Billionaire Elon Musk took a break from his unilateral dismantling of large swaths of the federal government to endorse Bukele’s proposal as a “Great idea!!” 

There are, of course, laws governing the humane treatment of prisoners within the United States that — despite their inconsistent and subpar enforcement — would render exporting American prisoners to El Salvador a fraught legal question. Courts have held in the past that U.S. citizens cannot be deported, and the notion of transferring custody of an American citizen to another nation to serve criminal penalties for a crime committed and adjudicated in the United States is virtually unheard of. 

Days before extending the offer to Rubio, and posting it publicly on social media, Bukele tweeted a video showing hundreds if not thousands of prisoners working on a factory floor. 

“40% of our prison population is already repaying its debt to society. In return, they receive a shorter sentence and learn a skill. This program is NOT available for rapists and murderers. They will help us build roads, hospitals, and schools; they will manufacture our uniforms and furniture; they will grow and harvest our crops; and they will help clean our rivers,” Bukele wrote. 

The program, known as “Plan Cero Ocio” — or “Plan Zero Idleness” in English — has conscripted thousands of prisoners to perform labor for the government, often unpaid, in order to mitigate the cost of running the nation’s rapidly expanded penal system. Prisoners in El Salvador have been used in construction, agricultural labor, textile manufacturing, sanitation work and a slew of other industrial jobs in the El Salvadorian public sector. Critics have described Plan Cero Ocio as being akin to slave labor. It’s a criticism often leveled at the American carceral system, given that slavery was prohibited under the 13th Amendment “except as a punishment for crime whereof the party shall have been duly convicted.” 

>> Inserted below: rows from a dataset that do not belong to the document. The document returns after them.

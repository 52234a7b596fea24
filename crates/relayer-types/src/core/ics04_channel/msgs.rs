//! Message definitions for the channel handshake and packet datagrams.

use serde_derive::{Deserialize, Serialize};

use crate::core::ics04_channel::channel::ChannelEnd;
use crate::core::ics04_channel::packet::{Packet, Sequence};
use crate::core::ics04_channel::version::Version;
use crate::core::ics24_host::identifier::{ChannelId, PortId};
use crate::proofs::Proofs;
use crate::signer::Signer;

/// Message definition for the first step in the channel open handshake (`ChanOpenInit` datagram).
#[derive(Clone, Debug, PartialEq, Eq, Serialize, Deserialize)]
pub struct MsgChannelOpenInit {
    pub port_id: PortId,
    pub channel: ChannelEnd,
    pub signer: Signer,
}

/// Message definition for the second step in the channel open handshake (`ChanOpenTry` datagram).
#[derive(Clone, Debug, PartialEq, Eq, Serialize, Deserialize)]
pub struct MsgChannelOpenTry {
    pub port_id: PortId,
    pub channel: ChannelEnd,
    pub counterparty_version: Version,
    pub proofs: Proofs,
    pub signer: Signer,
}

/// Message definition for the third step in the channel open handshake (`ChanOpenAck` datagram).
#[derive(Clone, Debug, PartialEq, Eq, Serialize, Deserialize)]
pub struct MsgChannelOpenAck {
    pub port_id: PortId,
    pub channel_id: ChannelId,
    pub counterparty_channel_id: ChannelId,
    pub counterparty_version: Version,
    pub proofs: Proofs,
    pub signer: Signer,
}

/// Message definition for the fourth step in the channel open handshake (`ChanOpenConfirm` datagram).
#[derive(Clone, Debug, PartialEq, Eq, Serialize, Deserialize)]
pub struct MsgChannelOpenConfirm {
    pub port_id: PortId,
    pub channel_id: ChannelId,
    pub proofs: Proofs,
    pub signer: Signer,
}

/// Message definition for the "packet receiving" datagram.
#[derive(Clone, Debug, PartialEq, Eq, Serialize, Deserialize)]
pub struct MsgRecvPacket {
    pub packet: Packet,
    pub proofs: Proofs,
    pub signer: Signer,
}

impl MsgRecvPacket {
    pub fn new(packet: Packet, proofs: Proofs, signer: Signer) -> MsgRecvPacket {
        Self {
            packet,
            proofs,
            signer,
        }
    }
}

/// Message definition for packet acknowledgements.
#[derive(Clone, Debug, PartialEq, Eq, Serialize, Deserialize)]
pub struct MsgAcknowledgement {
    pub packet: Packet,
    #[serde(with = "crate::serializers::base64")]
    pub acknowledgement: Vec<u8>,
    pub proofs: Proofs,
    pub signer: Signer,
}

impl MsgAcknowledgement {
    pub fn new(packet: Packet, acknowledgement: Vec<u8>, proofs: Proofs, signer: Signer) -> Self {
        Self {
            packet,
            acknowledgement,
            proofs,
            signer,
        }
    }
}

/// Message definition for packet timeout domain type.
///
/// `next_sequence_recv` is only checked on ordered channels, where the
/// proof attests to the destination's next receive sequence instead of the
/// absence of a receipt.
#[derive(Clone, Debug, PartialEq, Eq, Serialize, Deserialize)]
pub struct MsgTimeout {
    pub packet: Packet,
    pub next_sequence_recv: Sequence,
    pub proofs: Proofs,
    pub signer: Signer,
}

impl MsgTimeout {
    pub fn new(
        packet: Packet,
        next_sequence_recv: Sequence,
        proofs: Proofs,
        signer: Signer,
    ) -> MsgTimeout {
        Self {
            packet,
            next_sequence_recv,
            proofs,
            signer,
        }
    }
}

In the United States, prison labor was exploited as a loophole to the abolition of slavery in the 19th century. Convict leasing was an integral mechanism through which large swaths of the South’s infrastructure were rebuilt in the aftermath of the Civil War. In the modern era, most prisoners are required to work as a condition of their incarceration, often receiving pittances as wages and being exempt from the protections of labor laws and workplace safety protections. 

It’s unclear if Bukele would use American prisoners for labor in El Salvador, but he may very well want to lease out a portion of the world’s largest incarcerated population in order to bolster his own nation’s penal workforce.